Iván no aguantó más la respiración y dejo salir una bocanada de aire que se condenso apenas y toco el aire frío. Tenía las piernas entumidas, por inercia las movió pisando unas ramas secas; el crujir de las ramas pareció sacar de su ensoñación a aquel hermoso ente y en menos de un parpadeo había levantado el vuelo quedando finalmente cara a cara con el rubio.
Las orbes del ángel destellaron en matices rojos y escarlatas, los largos cabellos enmarcaban delicadamente su rostro y la fina línea que era su boca se mostraba en un sonrisa lobuna y casi mortal. Iván tembló al verle sonreír de esa forma y fue, solamente entonces, consciente de que es lo que había a su al derredor una masacre cuyo ejecutor le miraba fijamente sin ningún destello de culpa reflejada en aquellos enigmáticos ojos.
—Pero si eres solo un niño— Y el brillo asesino de sus hermosos ojos se desvaneció con una fugacidad alarmante. Los pies del ángel finalmente tocaron tierra y no se molestó en ocultar, si es que podía, sus hermosas alas—Este no es un lugar para alguien de tu edad. No deberías de estar aquí.
El menor se sorprendió de dos cosas en aquel breve lapso, la primera es que aquel muchacho no le había lastimado cuando juraría por la mirada en su ojos que estaba dispuesto a matarle y la segunda era que podía entenderle perfectamente aunque sabía que el ángel no hablaba en ruso.
—¿Por qué sigues llorando?— Haciendo caso o miso a las palabras de la criatura celestial levantó una mano, enternecido, tocando las húmedas mejillas de aquel. Las lágrimas que se resbalaban en la palma de su mano se cristalizaban en hermosas gemas de carácter prismático.
—Porque los he matado y esa no era mi intención. Me duele verlos morir cuando aún no era su tiempo, esa es la causa de mi dolor— Ambas miradas se encontraron y una chispa de calidez nació entre ambas. El ángel le tomo en brazos y voló, a baja altura, hasta llegar a donde el chico había dejado la carreta y la yegua—Deberías irte a casa antes que la nieve te lo impida.

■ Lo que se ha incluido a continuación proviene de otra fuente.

//! Streaming dispatcher.
//!
//! Reads newline-delimited JSON tweets, categorises each English original
//! tweet with one criterion, and appends matches to a file per category.

use std::fs::File;
use std::io::{self, BufRead, BufReader, BufWriter, Write};
use std::path::{Path, PathBuf};

use serde_json::{Map, Value};
use tracing::{debug, info};

use crate::criterion::{Criterion, EvidenceMode, Outcome};
use crate::error::{DistsupError, Result};

pub const DEFAULT_LANG: &str = "en";

/// Field appended to written records when evidence is requested.
pub const EVIDENCE_FIELD: &str = "evidence";

const TEXT_FIELD: &str = "text";
const LANG_FIELD: &str = "lang";
const RETWEET_FIELD: &str = "retweeted_status";

#[derive(Debug, Clone)]
pub struct RunOptions {
    pub append_evidence: bool,
    pub print_progress: bool,
    pub lang: String,
}

impl Default for RunOptions {
    fn default() -> Self {
        Self {
            append_evidence: false,
            print_progress: true,
            lang: DEFAULT_LANG.to_string(),
        }
    }
}

/// Per-category record counts plus a running total.
#[derive(Debug, Clone, PartialEq, Eq)]
pub struct Counts {
    total: u64,
    per_category: Vec<(String, u64)>,
}

impl Counts {
    pub fn new(categories: &[String]) -> Self {
        Self {
            total: 0,
            per_category: categories.iter().map(|c| (c.clone(), 0)).collect(),
        }
    }

    fn increment(&mut self, category: &str) {
        if let Some((_, n)) = self.per_category.iter_mut().find(|(c, _)| c == category) {
            *n += 1;
            self.total += 1;
        }
    }

    pub fn total(&self) -> u64 {
        self.total
    }

    pub fn get(&self, category: &str) -> Option<u64> {
        self.per_category
            .iter()
            .find(|(c, _)| c == category)
            .map(|(_, n)| *n)
    }

    /// Categories with their counts, in declaration order.
    pub fn iter(&self) -> impl Iterator<Item = (&str, u64)> {
        self.per_category.iter().map(|(c, n)| (c.as_str(), *n))
    }

    /// `total: 3, happy: 2, sad: 1`
    pub fn summary_line(&self) -> String {
        std::iter::once(format!("total: {}", self.total))
            .chain(self.iter().map(|(c, n)| format!("{c}: {n}")))
            .collect::<Vec<_>>()
            .join(", ")
    }
}

/// Result of one supervisor run
#[derive(Debug, Clone)]
pub struct RunSummary {
    pub counts: Counts,
    pub output_paths: Vec<PathBuf>,
    /// Lines read from the input, including blank and malformed ones.
    pub lines_read: usize,
    /// English original tweets that were categorised.
    pub records_considered: usize,
}

/// Open output files, one per category. Closed when dropped.
struct CategorySinks {
    writers: Vec<(String, BufWriter<File>)>,
}

impl CategorySinks {
    fn open(categories: &[String], paths: &[PathBuf]) -> Result<Self> {
        let writers = categories
            .iter()
            .zip(paths)
            .map(|(category, path)| Ok((category.clone(), BufWriter::new(File::create(path)?))))
            .collect::<Result<Vec<_>>>()?;
        Ok(Self { writers })
    }

    fn write_line(&mut self, category: &str, line: &str) -> io::Result<()> {
        if let Some((_, writer)) = self.writers.iter_mut().find(|(c, _)| c == category) {
            writer.write_all(line.as_bytes())?;
            writer.write_all(b"\n")?;
        }
        Ok(())
    }

    fn finish(mut self) -> io::Result<()> {
        for (_, writer) in &mut self.writers {
            writer.flush()?;
        }
        Ok(())
    }
}

/// Mutable state of a single run: the open sinks and the counts so far.
struct RunState {
    sinks: CategorySinks,
    counts: Counts,
    lines_read: usize,
    records_considered: usize,
}

/// Output path for one category: the input path up to its first `.json`,
/// then `-<criterion>-<category>.json`.
pub fn output_path(input: &Path, criterion: &str, category: &str) -> PathBuf {
    let input = input.to_string_lossy();
    let prefix = match input.find(".json") {
        Some(idx) => &input[..idx],
        None => &input,
    };
    PathBuf::from(format!("{prefix}-{criterion}-{category}.json"))
}

/// Parse a line and keep it only if it is an English original tweet with text.
fn qualifying_record(line: &[u8], lang: &str) -> Option<Map<String, Value>> {
    let Ok(Value::Object(record)) = serde_json::from_slice::<Value>(line) else {
        return None;
    };

    let has_text = record.get(TEXT_FIELD).is_some_and(Value::is_string);
    let lang_matches = record.get(LANG_FIELD).and_then(Value::as_str) == Some(lang);
    let is_retweet = record.contains_key(RETWEET_FIELD);

    (has_text && lang_matches && !is_retweet).then_some(record)
}

/// Applies one criterion to a tweet file.
#[derive(Debug)]
pub struct Supervisor {
    input: PathBuf,
    criterion: Box<dyn Criterion>,
    output_paths: Vec<PathBuf>,
}

impl Supervisor {
    pub fn new(input: impl Into<PathBuf>, criterion: Box<dyn Criterion>) -> Self {
        let input = input.into();
        let output_paths = criterion
            .categories()
            .iter()
            .map(|category| output_path(&input, criterion.name(), category))
            .collect();

        Self {
            input,
            criterion,
            output_paths,
        }
    }

    pub fn input(&self) -> &Path {
        &self.input
    }

    pub fn criterion(&self) -> &dyn Criterion {
        self.criterion.as_ref()
    }

    /// One path per category, in category order.
    pub fn output_paths(&self) -> &[PathBuf] {
        &self.output_paths
    }

    /// Run with progress written to stdout.
    pub fn run(&self, options: &RunOptions) -> Result<RunSummary> {
        let stdout = io::stdout();
        let mut out = stdout.lock();
        self.run_with_progress(options, &mut out)
    }

    pub fn run_with_progress<W: Write>(
        &self,
        options: &RunOptions,
        progress: &mut W,
    ) -> Result<RunSummary> {
        if !self.input.exists() {
            return Err(DistsupError::InputNotFound {
                path: self.input.clone(),
            });
        }
        let reader = BufReader::new(File::open(&self.input)?);

        let mut state = RunState {
            sinks: CategorySinks::open(self.criterion.categories(), &self.output_paths)?,
            counts: Counts::new(self.criterion.categories()),
            lines_read: 0,
            records_considered: 0,
        };
        info!(
            input = %self.input.display(),
            criterion = self.criterion.name(),
            sinks = self.output_paths.len(),
            "opened category outputs"
        );

        for line in reader.split(b'\n') {
            let line = line?;
            state.lines_read += 1;

            if !self.process_line(&mut state, &line, options)? {
                continue;
            }
            if options.print_progress {
                write!(progress, "{}\r", self.status_line(&state.counts))?;
                progress.flush()?;
            }
        }

        writeln!(progress, "{}", self.status_line(&state.counts))?;

        let RunState {
            sinks,
            counts,
            lines_read,
            records_considered,
        } = state;
        sinks.finish()?;

        debug!(
            lines_read,
            records_considered,
            skipped = lines_read - records_considered,
            "finished streaming pass"
        );
        info!(total = counts.total(), "labeling run complete");

        Ok(RunSummary {
            counts,
            output_paths: self.output_paths.clone(),
            lines_read,
            records_considered,
        })
    }

    /// Handle one input line. Returns whether the line was a qualifying tweet.
    fn process_line(
        &self,
        state: &mut RunState,
        line: &[u8],
        options: &RunOptions,
    ) -> Result<bool> {
        let Some(mut record) = qualifying_record(line, &options.lang) else {
            return Ok(false);
        };
        state.records_considered += 1;

        let mode = EvidenceMode::from_flag(options.append_evidence);
        let outcome = match record.get(TEXT_FIELD).and_then(Value::as_str) {
            Some(text) => self.criterion.categorise(text, mode),
            None => return Ok(false),
        };

        if let Outcome::Matched { category, evidence } = outcome {
            if options.append_evidence {
                record.insert(EVIDENCE_FIELD.to_string(), Value::from(evidence));
            }
            let line = serde_json::to_string(&Value::Object(record))?;
            state.sinks.write_line(&category, &line)?;
            state.counts.increment(&category);
        }

        Ok(true)
    }

    fn status_line(&self, counts: &Counts) -> String {
        format!(
            "{} {} {}",
            self.input.display(),
            self.criterion.name(),
            counts.summary_line()
        )
    }
}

La yegua se encabritó asustada al ver al ángel y casi logra volcar la carreta a la que estaba sujeta, las crines del animal se agitaron vigorosamente en el viento mientras que con las patas delanteras soltaba uno que otro golpe. Iván se apartó, comprendía al animal, en el fondo también le temía aquel extraño por muy noble que haya sido su comportamiento directamente con él quizás solamente podía comparar aquel temor con la fascinación que sentía por el ser alado.
—Ella te tiene miedo. Normalmente es muy noble y dócil—Apeló el pequeño rubio al ángel que parecía no comprender porque aquella yegua le rehuía de esa forma.
—Entonces debo irme para que te lleve a casa—La tristeza en su rostro se había asentado de manera sorprendente. Ante los ojos de cualquiera despertaba una tierna compasión que te hacia sumamente difícil apartar la mirada de aquellos ojos suplicantes.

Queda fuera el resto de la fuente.